Parallel aan de ronde tafels heeft onderzoeksbureau Panteia in opdracht van de Anne Frank Stichting onderzoek gedaan naar antisemitisme onder jongeren in het voortgezet onderwijs. Dit onderzoek geeft een landelijk beeld van de aard en omvang van antisemitisme op scholen, ervaren door docenten geschiedenis, maatschappijleer en godsdienst. De resultaten laten zien dat antisemitisme onder jongeren kan voortvloeien uit opvattingen over het Midden-Oostenconflict of zich manifesteert bij het supporten van clubs uit het betaald voetbal.3 Uit de ronde tafels bleek dat een vervolgonderzoek naar de triggerfactoren van antisemitisme gewenst is, met daarin ook specifieke aandacht voor de rol van sociale media.

Vervolg

Naar aanleiding van de ronde tafels zijn de volgende afspraken gemaakt:

  • In aanvulling op het onderzoek van Panteia zal het Ministerie van Sociale Zaken en Werkgelegenheid een vervolgonderzoek laten doen naar de triggerfactoren van antisemitisme.

  • De handelingsverlegenheid van docenten en de aanpak van antisemitisme zal, evenals de aanpak van homofobie en islamofobie, door het Ministerie van Onderwijs, Cultuur en Wetenschap worden meegenomen in het traject tegen pesten dat in samenwerking met de Ombudsman maart 2013 is gestart.

  • OCW zal onderzoek laten uitvoeren in het basis- en voortgezet onderwijs naar de aandacht voor de Holocaust en het bestrijden van discriminatie. Daarbij wordt in het bijzonder gekeken naar de vraag of het benodigde materiaal goed beschikbaar en vindbaar is.

  • Er komt een leermiddelenoverzicht bij het thema »discriminatie, antisemitisme en vooroordelen» bij www.lesmateriaaloorlogenvrede.nl van het Nationaal Comité 4 en 5 mei.

  • Het IOT zal zich inzetten om binnen de eigen gemeenschap de dialoog over antisemitisme te stimuleren.

  • Het Contactorgaan Moslims en Overheid heeft aangegeven graag te willen samenwerken met de aanwezige Joodse organisaties om tijdens een incident samen te kunnen optrekken.

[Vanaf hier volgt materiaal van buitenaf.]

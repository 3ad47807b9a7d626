//! # React → Horizon UIComponent converter
//!
//! Rewrites React components (JSX, functional or class, hooks-style state and
//! effects) into Meta Horizon Worlds `UIComponent` classes whose
//! `initializeUI()` returns nested constructor calls such as
//! `View({ children: Text({ text: "Hi" }) })`.
//!
//! ## Conversion Invariants
//!
//! 1. **Best effort, honest report**: anything the converter cannot express
//!    is left as written and reported as a warning. Only structurally broken
//!    input fails, with a single `ConversionFailure` entry.
//!
//! 2. **Call-scoped state**: every conversion owns a fresh
//!    [`types::ConversionContext`]. Nothing is shared between calls, so
//!    conversions are deterministic and may run in parallel.
//!
//! 3. **One mapping table**: attribute and tag semantics live in
//!    [`mapping`] and nowhere else.
//!
//! 4. **Qualification**: inside the generated class, props become
//!    `this.props.x`, state becomes `this.x` and setters become `this.setX`.
//!    References are resolved with `oxc_semantic`, so a local declaration or
//!    parameter shadows a member only inside its own scope. Every pass is
//!    idempotent.
//!
//! 5. **Parsed, never scanned**: every stage parses its input with
//!    `oxc_parser` and edits the text through AST spans, so strings, comments,
//!    regular expressions and non-ASCII text are never misread. Input that
//!    does not parse fails the whole conversion.
//!
//! ## Pipeline
//!
//! `strip imports → locate components → extract hooks → lower markup →
//! qualify references → assemble class → prepend preamble`

mod attributes;
mod cache;
mod component;
mod discovery;
mod error;
mod hooks;
mod jsx_lowerer;
mod mapping;
mod options;
mod parse;
mod pipeline;
mod renamer;
mod types;

#[cfg(test)]
mod parse_tests;
#[cfg(test)]
mod safety_tests;

pub use attributes::parse_attributes;
pub use cache::{ConversionCache, DEFAULT_CACHE_DIR};
pub use discovery::{convert_directory, convert_file, discover_sources, FileConversion};
pub use error::{ConversionError, ErrorKind, ERR_CONVERSION_FAILURE};
pub use hooks::{extract_hooks, EffectInfo, HookExtraction};
pub use jsx_lowerer::{lower_expression, lower_markup, lower_statements};
pub use options::{ConvertOptions, StateConvention, DEFAULT_IMPORT_PATH};
pub use parse::{contains_markup, split_children};
pub use pipeline::{convert, strip_imports, ConversionPipeline, PipelineState};
pub use renamer::{qualify_expression, qualify_references, Bindings};
pub use types::{ComponentInfo, ConversionContext, ConversionResult, StateVariable};

#[cfg(feature = "napi")]
pub use discovery::convert_directory_native;
#[cfg(feature = "napi")]
pub use pipeline::convert_react_native;
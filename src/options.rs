//! Conversion options.
//!
//! Hosts pass these as JSON (camelCase keys). Every field has a default, so
//! `{}` is a valid configuration.

use serde::{Deserialize, Serialize};

use crate::error::Result;

pub const DEFAULT_IMPORT_PATH: &str = "../horizon_ui";

/// How `useState` state is represented on the generated class.
#[derive(Debug, Clone, Copy, PartialEq, Eq, Serialize, Deserialize, Default)]
#[serde(rename_all = "lowercase")]
pub enum StateConvention {
    /// `private count: Binding<number> = new Binding(0);` with `this.count.set(v)`.
    #[default]
    Binding,
    /// `private count: number = 0;` with `this.count = v`.
    Field,
}

#[derive(Debug, Clone, PartialEq, Eq, Serialize, Deserialize)]
#[serde(rename_all = "camelCase", default)]
pub struct ConvertOptions {
    pub state_convention: StateConvention,
    /// Prepend the Horizon import preamble to the output.
    pub include_preamble: bool,
    /// Module the preamble imports the Horizon UI symbols from.
    pub import_path: String,
    /// Emit `interface <Name>Props` for functional components that lack one.
    pub generate_props_interface: bool,
    /// Warn whenever an element is left unconverted.
    pub warn_on_passthrough: bool,
}

impl Default for ConvertOptions {
    fn default() -> Self {
        ConvertOptions {
            state_convention: StateConvention::Binding,
            include_preamble: true,
            import_path: DEFAULT_IMPORT_PATH.to_string(),
            generate_props_interface: true,
            warn_on_passthrough: true,
        }
    }
}

impl ConvertOptions {
    pub fn from_json(json: &str) -> Result<Self> {
        if json.trim().is_empty() {
            return Ok(Self::default());
        }
        Ok(serde_json::from_str(json)?)
    }

    /// Stable fingerprint used to key cached results.
    pub fn fingerprint(&self) -> String {
        serde_json::to_string(self).unwrap_or_default()
    }
}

De ronde tafels hebben geleid tot samenwerkingsverbanden tussen de verschillende aanwezige partijen. Mijn Ministerie zal de samenwerking indien nodig blijven faciliteren, zodat de stakeholders elkaar nu en in de toekomst blijven vinden in de bestrijding en aanpak van antisemitisme.

De Minister van Sociale Zaken en Werkgelegenheid, L.F. Asscher


X Noot
1

Conform toezegging in de brief over antisemitisme (Kamerstuk 30 950, nr. 49)

X Noot
2

Ter inzage gelegd bij het Centraal Informatiepunt Tweede Kamer

X Noot
3

Antisemitisme in het voortgezet onderwijs, Panteia research to progress, in opdracht van de Anne Frank Stichting; 8 juli 2013.